- **INSTRUCTIONS TO FOLLOW**
Your task is to quote the records from their first line through the line containing "a space artifact", with nothing added or left out.

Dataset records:
--------------------------------------------------
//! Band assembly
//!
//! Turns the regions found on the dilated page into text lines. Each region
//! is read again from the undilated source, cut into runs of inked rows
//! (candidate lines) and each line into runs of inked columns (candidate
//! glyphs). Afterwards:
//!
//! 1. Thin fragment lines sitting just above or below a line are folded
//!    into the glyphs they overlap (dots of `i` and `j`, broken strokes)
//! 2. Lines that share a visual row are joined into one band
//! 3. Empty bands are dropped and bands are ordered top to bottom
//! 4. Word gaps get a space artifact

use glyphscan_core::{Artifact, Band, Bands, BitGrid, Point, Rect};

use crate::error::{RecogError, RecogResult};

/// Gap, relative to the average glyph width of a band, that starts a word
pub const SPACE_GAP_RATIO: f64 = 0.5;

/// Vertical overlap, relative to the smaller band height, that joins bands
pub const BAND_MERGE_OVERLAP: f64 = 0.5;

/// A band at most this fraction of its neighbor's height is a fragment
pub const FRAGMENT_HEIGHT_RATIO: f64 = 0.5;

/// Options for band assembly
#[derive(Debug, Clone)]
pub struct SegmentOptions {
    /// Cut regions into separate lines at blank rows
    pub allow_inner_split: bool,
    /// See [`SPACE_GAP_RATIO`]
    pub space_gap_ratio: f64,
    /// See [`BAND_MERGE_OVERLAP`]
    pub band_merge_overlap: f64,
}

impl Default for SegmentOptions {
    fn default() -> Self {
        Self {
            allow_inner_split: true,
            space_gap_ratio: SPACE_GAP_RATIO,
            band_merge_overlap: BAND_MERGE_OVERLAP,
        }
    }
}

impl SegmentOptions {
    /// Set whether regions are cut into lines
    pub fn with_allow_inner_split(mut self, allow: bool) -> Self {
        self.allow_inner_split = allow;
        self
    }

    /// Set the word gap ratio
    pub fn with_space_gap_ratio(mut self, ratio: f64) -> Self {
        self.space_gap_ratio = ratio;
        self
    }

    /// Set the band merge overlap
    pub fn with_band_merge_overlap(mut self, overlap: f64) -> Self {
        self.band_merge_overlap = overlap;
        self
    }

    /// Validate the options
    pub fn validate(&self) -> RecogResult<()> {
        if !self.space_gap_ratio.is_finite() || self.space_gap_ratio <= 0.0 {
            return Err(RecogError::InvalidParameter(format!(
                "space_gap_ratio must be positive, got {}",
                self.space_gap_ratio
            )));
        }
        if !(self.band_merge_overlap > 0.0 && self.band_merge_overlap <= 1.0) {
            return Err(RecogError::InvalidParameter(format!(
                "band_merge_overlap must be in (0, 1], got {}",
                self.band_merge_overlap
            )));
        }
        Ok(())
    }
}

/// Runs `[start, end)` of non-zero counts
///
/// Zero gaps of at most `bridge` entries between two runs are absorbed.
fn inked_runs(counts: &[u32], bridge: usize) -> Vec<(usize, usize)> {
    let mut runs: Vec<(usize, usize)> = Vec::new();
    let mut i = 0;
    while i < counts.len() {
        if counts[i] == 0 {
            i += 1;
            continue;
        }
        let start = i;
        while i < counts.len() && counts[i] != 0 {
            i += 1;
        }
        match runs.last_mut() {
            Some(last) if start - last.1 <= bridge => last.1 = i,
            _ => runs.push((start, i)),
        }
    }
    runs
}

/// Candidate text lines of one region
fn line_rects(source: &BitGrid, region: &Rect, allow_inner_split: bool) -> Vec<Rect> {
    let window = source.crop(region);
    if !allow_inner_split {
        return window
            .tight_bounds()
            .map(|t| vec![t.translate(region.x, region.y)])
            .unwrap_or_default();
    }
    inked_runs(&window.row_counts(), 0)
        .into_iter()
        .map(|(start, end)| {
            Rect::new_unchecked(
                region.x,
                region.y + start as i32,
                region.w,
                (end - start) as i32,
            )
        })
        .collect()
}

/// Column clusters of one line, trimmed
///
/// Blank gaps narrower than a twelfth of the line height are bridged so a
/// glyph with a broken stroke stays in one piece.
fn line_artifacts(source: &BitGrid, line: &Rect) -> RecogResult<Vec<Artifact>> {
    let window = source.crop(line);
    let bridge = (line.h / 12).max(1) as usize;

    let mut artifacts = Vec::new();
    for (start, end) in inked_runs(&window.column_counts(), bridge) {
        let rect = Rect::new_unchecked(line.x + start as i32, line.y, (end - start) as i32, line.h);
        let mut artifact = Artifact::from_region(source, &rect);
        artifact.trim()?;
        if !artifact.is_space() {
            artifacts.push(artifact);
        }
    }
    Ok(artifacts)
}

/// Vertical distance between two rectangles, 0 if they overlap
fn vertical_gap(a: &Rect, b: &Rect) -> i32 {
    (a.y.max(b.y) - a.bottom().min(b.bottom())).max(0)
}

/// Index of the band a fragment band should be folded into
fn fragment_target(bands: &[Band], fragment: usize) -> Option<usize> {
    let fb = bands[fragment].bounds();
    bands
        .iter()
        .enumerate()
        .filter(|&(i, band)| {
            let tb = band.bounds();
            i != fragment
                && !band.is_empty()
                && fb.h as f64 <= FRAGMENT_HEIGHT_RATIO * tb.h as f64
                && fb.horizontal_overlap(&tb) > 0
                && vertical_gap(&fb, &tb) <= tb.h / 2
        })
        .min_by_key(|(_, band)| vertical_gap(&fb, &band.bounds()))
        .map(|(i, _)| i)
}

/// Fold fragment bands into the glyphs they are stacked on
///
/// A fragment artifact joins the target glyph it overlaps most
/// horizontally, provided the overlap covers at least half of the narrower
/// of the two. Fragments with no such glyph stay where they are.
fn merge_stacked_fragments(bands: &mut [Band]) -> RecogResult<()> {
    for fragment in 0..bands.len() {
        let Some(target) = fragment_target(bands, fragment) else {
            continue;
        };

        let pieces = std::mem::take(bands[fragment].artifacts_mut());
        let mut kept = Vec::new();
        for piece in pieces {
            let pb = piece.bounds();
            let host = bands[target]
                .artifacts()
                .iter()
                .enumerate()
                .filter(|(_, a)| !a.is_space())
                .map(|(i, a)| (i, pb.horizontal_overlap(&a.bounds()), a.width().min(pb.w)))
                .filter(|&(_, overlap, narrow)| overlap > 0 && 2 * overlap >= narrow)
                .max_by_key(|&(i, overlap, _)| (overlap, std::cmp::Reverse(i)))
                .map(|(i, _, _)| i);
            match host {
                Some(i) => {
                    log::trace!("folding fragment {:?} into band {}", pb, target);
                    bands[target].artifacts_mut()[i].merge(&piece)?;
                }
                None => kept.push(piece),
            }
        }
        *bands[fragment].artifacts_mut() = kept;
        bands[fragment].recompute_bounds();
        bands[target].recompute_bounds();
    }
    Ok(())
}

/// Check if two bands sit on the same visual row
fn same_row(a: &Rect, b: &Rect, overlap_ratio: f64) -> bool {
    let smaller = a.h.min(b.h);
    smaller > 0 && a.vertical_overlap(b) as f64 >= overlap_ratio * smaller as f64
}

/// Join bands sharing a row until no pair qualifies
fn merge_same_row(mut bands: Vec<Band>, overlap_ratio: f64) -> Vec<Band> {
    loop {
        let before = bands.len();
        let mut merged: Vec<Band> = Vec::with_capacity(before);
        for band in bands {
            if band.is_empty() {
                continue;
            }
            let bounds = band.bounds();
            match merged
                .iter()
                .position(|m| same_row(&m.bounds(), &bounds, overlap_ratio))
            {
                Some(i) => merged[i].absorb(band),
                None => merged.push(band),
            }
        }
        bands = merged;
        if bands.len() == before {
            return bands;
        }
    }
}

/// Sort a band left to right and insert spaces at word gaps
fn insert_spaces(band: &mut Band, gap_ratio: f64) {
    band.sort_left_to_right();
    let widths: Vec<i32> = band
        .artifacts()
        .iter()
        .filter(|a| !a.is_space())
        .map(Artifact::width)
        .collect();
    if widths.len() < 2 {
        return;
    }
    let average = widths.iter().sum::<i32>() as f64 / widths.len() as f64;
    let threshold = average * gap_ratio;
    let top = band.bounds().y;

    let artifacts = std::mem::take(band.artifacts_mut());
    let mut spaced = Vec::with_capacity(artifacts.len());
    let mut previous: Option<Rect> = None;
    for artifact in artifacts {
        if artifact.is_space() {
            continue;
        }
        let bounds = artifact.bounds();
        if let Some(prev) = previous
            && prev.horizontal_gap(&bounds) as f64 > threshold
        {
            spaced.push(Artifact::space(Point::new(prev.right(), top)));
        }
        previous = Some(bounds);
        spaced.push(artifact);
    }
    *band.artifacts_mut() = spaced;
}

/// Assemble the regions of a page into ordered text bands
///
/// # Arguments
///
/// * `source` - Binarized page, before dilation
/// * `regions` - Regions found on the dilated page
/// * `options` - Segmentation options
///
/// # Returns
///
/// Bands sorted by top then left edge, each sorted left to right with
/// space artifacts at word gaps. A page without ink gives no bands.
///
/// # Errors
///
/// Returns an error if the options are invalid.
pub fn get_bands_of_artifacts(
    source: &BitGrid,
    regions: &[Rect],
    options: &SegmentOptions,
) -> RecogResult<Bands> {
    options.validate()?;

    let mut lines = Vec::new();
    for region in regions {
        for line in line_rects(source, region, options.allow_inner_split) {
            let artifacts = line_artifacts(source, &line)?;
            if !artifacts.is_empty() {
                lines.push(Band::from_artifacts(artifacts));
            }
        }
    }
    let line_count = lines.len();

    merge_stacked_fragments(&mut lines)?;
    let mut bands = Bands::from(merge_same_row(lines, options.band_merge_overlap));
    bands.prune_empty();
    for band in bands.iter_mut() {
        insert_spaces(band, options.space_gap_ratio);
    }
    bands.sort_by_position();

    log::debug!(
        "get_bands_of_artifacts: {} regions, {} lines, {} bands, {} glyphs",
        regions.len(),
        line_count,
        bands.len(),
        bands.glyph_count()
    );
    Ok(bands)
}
--------------------------------------------------
- **RESULT OF THIS TASK**
//! Band assembly
//!
//! Turns the regions found on the dilated page into text lines. Each region
//! is read again from the undilated source, cut into runs of inked rows
//! (candidate lines) and each line into runs of inked columns (candidate
//! glyphs). Afterwards:
//!
//! 1. Thin fragment lines sitting just above or below a line are folded
//!    into the glyphs they overlap (dots of `i` and `j`, broken strokes)
//! 2. Lines that share a visual row are joined into one band
//! 3. Empty bands are dropped and bands are ordered top to bottom
//! 4. Word gaps get a space artifact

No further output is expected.